*** Record set Section Begins ***

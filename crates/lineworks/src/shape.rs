//! Paragraph shapes.
//!
//! A shape maps a line index to the pair (indent, width) the line must be
//! set to. Most paragraphs use the same width for every line; hanging
//! indentation and explicit `\parshape`-style tables cover the rest.

use crate::params::Parameters;
use core::Scaled;

/// The per-line (indent, width) policy governing line breaking.
#[derive(Clone, Debug, PartialEq, Eq)]
#[cfg_attr(feature = "serde", derive(serde::Serialize, serde::Deserialize))]
pub enum ParagraphShape {
    /// Every line is `width` wide with no indentation.
    Fixed { width: Scaled },
    /// The first `|hang_after|` lines are indented by `hang_indent` and
    /// narrowed by its absolute value; the rest are full width.
    Hanging {
        hang_after: i32,
        hang_indent: Scaled,
        width: Scaled,
    },
    /// An explicit (indent, width) entry per line; the last entry repeats
    /// for every line past the end of the table.
    Explicit { lines: Vec<(Scaled, Scaled)> },
}

impl ParagraphShape {
    /// The shape the parameters imply when no explicit shape is given:
    /// hanging indentation when both hanging parameters are set, fixed
    /// `\hsize` otherwise.
    pub fn from_parameters(params: &Parameters) -> ParagraphShape {
        if params.hang_after != 0 && params.hang_indent != Scaled::ZERO {
            ParagraphShape::Hanging {
                hang_after: params.hang_after,
                hang_indent: params.hang_indent,
                width: params.hsize,
            }
        } else {
            ParagraphShape::Fixed {
                width: params.hsize,
            }
        }
    }

    /// The (indent, width) pair for the line with the given index.
    ///
    /// An empty explicit table resolves every line to (0, 0); the engine
    /// never rejects a malformed shape, it just produces degenerate
    /// lines.
    pub fn line(&self, index: usize) -> (Scaled, Scaled) {
        match self {
            ParagraphShape::Fixed { width } => (Scaled::ZERO, *width),
            ParagraphShape::Hanging {
                hang_after,
                hang_indent,
                width,
            } => {
                if index < hang_after.unsigned_abs() as usize {
                    (*hang_indent, width.saturating_sub(hang_indent.abs()))
                } else {
                    (Scaled::ZERO, *width)
                }
            }
            ParagraphShape::Explicit { lines } => match lines.get(index).or(lines.last()) {
                Some(&(indent, width)) => (indent, width),
                None => (Scaled::ZERO, Scaled::ZERO),
            },
        }
    }
}

#[cfg(test)]
mod tests {
    use super::*;

    #[test]
    fn fixed() {
        let shape = ParagraphShape::Fixed {
            width: Scaled::ONE * 300,
        };
        for index in 0..5 {
            assert_eq!(shape.line(index), (Scaled::ZERO, Scaled::ONE * 300));
        }
    }

    #[test]
    fn hanging() {
        let shape = ParagraphShape::Hanging {
            hang_after: 2,
            hang_indent: Scaled::ONE * 20,
            width: Scaled::ONE * 300,
        };
        assert_eq!(shape.line(0), (Scaled::ONE * 20, Scaled::ONE * 280));
        assert_eq!(shape.line(1), (Scaled::ONE * 20, Scaled::ONE * 280));
        assert_eq!(shape.line(2), (Scaled::ZERO, Scaled::ONE * 300));
        assert_eq!(shape.line(100), (Scaled::ZERO, Scaled::ONE * 300));
    }

    #[test]
    fn hanging_negative_count_and_indent() {
        let shape = ParagraphShape::Hanging {
            hang_after: -1,
            hang_indent: -Scaled::ONE * 20,
            width: Scaled::ONE * 300,
        };
        // A negative indent hangs on the right: the line is still
        // narrowed by the absolute value.
        assert_eq!(shape.line(0), (-Scaled::ONE * 20, Scaled::ONE * 280));
        assert_eq!(shape.line(1), (Scaled::ZERO, Scaled::ONE * 300));
    }

    #[test]
    fn explicit_repeats_last_entry() {
        let shape = ParagraphShape::Explicit {
            lines: vec![
                (Scaled::ONE * 30, Scaled::ONE * 270),
                (Scaled::ZERO, Scaled::ONE * 300),
            ],
        };
        assert_eq!(shape.line(0), (Scaled::ONE * 30, Scaled::ONE * 270));
        assert_eq!(shape.line(1), (Scaled::ZERO, Scaled::ONE * 300));
        assert_eq!(shape.line(7), (Scaled::ZERO, Scaled::ONE * 300));
    }

    #[test]
    fn empty_explicit_table() {
        let shape = ParagraphShape::Explicit { lines: vec![] };
        assert_eq!(shape.line(0), (Scaled::ZERO, Scaled::ZERO));
    }

    #[test]
    fn derived_from_parameters() {
        let mut params = Parameters {
            hsize: Scaled::ONE * 300,
            ..Default::default()
        };
        assert_eq!(
            ParagraphShape::from_parameters(&params),
            ParagraphShape::Fixed {
                width: Scaled::ONE * 300,
            },
        );
        // Setting only one of the hanging parameters leaves the shape fixed.
        params.hang_indent = Scaled::ONE * 20;
        assert_eq!(
            ParagraphShape::from_parameters(&params),
            ParagraphShape::Fixed {
                width: Scaled::ONE * 300,
            },
        );
        params.hang_after = 2;
        assert_eq!(
            ParagraphShape::from_parameters(&params),
            ParagraphShape::Hanging {
                hang_after: 2,
                hang_indent: Scaled::ONE * 20,
                width: Scaled::ONE * 300,
            },
        );
    }
}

*** Record set Section Ends ***

Action item
All of the data above should be set down again exactly.

Answer section
filename crates/lineworks/src/shape.rs
//! Paragraph shapes.
//!
//! A shape maps a line index to the pair (indent, width) the line must be
//! set to. Most paragraphs use the same width for every line; hanging
//! indentation and explicit `\parshape`-style tables cover the rest.

use crate::params::Parameters;
use core::Scaled;

/// The per-line (indent, width) policy governing line breaking.
#[derive(Clone, Debug, PartialEq, Eq)]
#[cfg_attr(feature = "serde", derive(serde::Serialize, serde::Deserialize))]
pub enum ParagraphShape {
    /// Every line is `width` wide with no indentation.
    Fixed { width: Scaled },
    /// The first `|hang_after|` lines are indented by `hang_indent` and
    /// narrowed by its absolute value; the rest are full width.
    Hanging {
        hang_after: i32,
        hang_indent: Scaled,
        width: Scaled,
    },
    /// An explicit (indent, width) entry per line; the last entry repeats
    /// for every line past the end of the table.
    Explicit { lines: Vec<(Scaled, Scaled)> },
}

impl ParagraphShape {
    /// The shape the parameters imply when no explicit shape is given:
    /// hanging indentation when both hanging parameters are set, fixed
    /// `\hsize` otherwise.
    pub fn from_parameters(params: &Parameters) -> ParagraphShape {
        if params.hang_after != 0 && params.hang_indent != Scaled::ZERO {
            ParagraphShape::Hanging {
                hang_after: params.hang_after,
                hang_indent: params.hang_indent,
                width: params.hsize,
            }
        } else {
            ParagraphShape::Fixed {
                width: params.hsize,
            }
        }
    }

    /// The (indent, width) pair for the line with the given index.
    ///
    /// An empty explicit table resolves every line to (0, 0); the engine
    /// never rejects a malformed shape, it just produces degenerate
    /// lines.
    pub fn line(&self, index: usize) -> (Scaled, Scaled) {
        match self {
            ParagraphShape::Fixed { width } => (Scaled::ZERO, *width),
            ParagraphShape::Hanging {
                hang_after,
                hang_indent,
                width,
            } => {
                if index < hang_after.unsigned_abs() as usize {
                    (*hang_indent, width.saturating_sub(hang_indent.abs()))
                } else {
                    (Scaled::ZERO, *width)
                }
            }
            ParagraphShape::Explicit { lines } => match lines.get(index).or(lines.last()) {
                Some(&(indent, width)) => (indent, width),
                None => (Scaled::ZERO, Scaled::ZERO),
            },
        }
    }
}

#[cfg(test)]
mod tests {
    use super::*;

    #[test]
    fn fixed() {
        let shape = ParagraphShape::Fixed {
            width: Scaled::ONE * 300,
        };
        for index in 0..5 {
            assert_eq!(shape.line(index), (Scaled::ZERO, Scaled::ONE * 300));
        }
    }

    #[test]
    fn hanging() {
        let shape = ParagraphShape::Hanging {
            hang_after: 2,
            hang_indent: Scaled::ONE * 20,
            width: Scaled::ONE * 300,
        };
        assert_eq!(shape.line(0), (Scaled::ONE * 20, Scaled::ONE * 280));
        assert_eq!(shape.line(1), (Scaled::ONE * 20, Scaled::ONE * 280));
        assert_eq!(shape.line(2), (Scaled::ZERO, Scaled::ONE * 300));
        assert_eq!(shape.line(100), (Scaled::ZERO, Scaled::ONE * 300));
    }

    #[test]
    fn hanging_negative_count_and_indent() {
        let shape = ParagraphShape::Hanging {
            hang_after: -1,
            hang_indent: -Scaled::ONE * 20,
            width: Scaled::ONE * 300,
        };
        // A negative indent hangs on the right: the line is still
        // narrowed by the absolute value.
        assert_eq!(shape.line(0), (-Scaled::ONE * 20, Scaled::ONE * 280));
        assert_eq!(shape.line(1), (Scaled::ZERO, Scaled::ONE * 300));
    }

    #[test]
    fn explicit_repeats_last_entry() {
        let shape = ParagraphShape::Explicit {
            lines: vec![
                (Scaled::ONE * 30, Scaled::ONE * 270),
                (Scaled::ZERO, Scaled::ONE * 300),
            ],
        };
        assert_eq!(shape.line(0), (Scaled::ONE * 30, Scaled::ONE * 270));
        assert_eq!(shape.line(1), (Scaled::ZERO, Scaled::ONE * 300));
        assert_eq!(shape.line(7), (Scaled::ZERO, Scaled::ONE * 300));
    }

    #[test]
    fn empty_explicit_table() {
        let shape = ParagraphShape::Explicit { lines: vec![] };
        assert_eq!(shape.line(0), (Scaled::ZERO, Scaled::ZERO));
    }

    #[test]
    fn derived_from_parameters() {
        let mut params = Parameters {
            hsize: Scaled::ONE * 300,
            ..Default::default()
        };
        assert_eq!(
            ParagraphShape::from_parameters(&params),
            ParagraphShape::Fixed {
                width: Scaled::ONE * 300,
            },
        );
        // Setting only one of the hanging parameters leaves the shape fixed.
        params.hang_indent = Scaled::ONE * 20;
        assert_eq!(
            ParagraphShape::from_parameters(&params),
            ParagraphShape::Fixed {
                width: Scaled::ONE * 300,
            },
        );
        params.hang_after = 2;
        assert_eq!(
            ParagraphShape::from_parameters(&params),
            ParagraphShape::Hanging {
                hang_after: 2,
                hang_indent: Scaled::ONE * 20,
                width: Scaled::ONE * 300,
            },
        );
    }
}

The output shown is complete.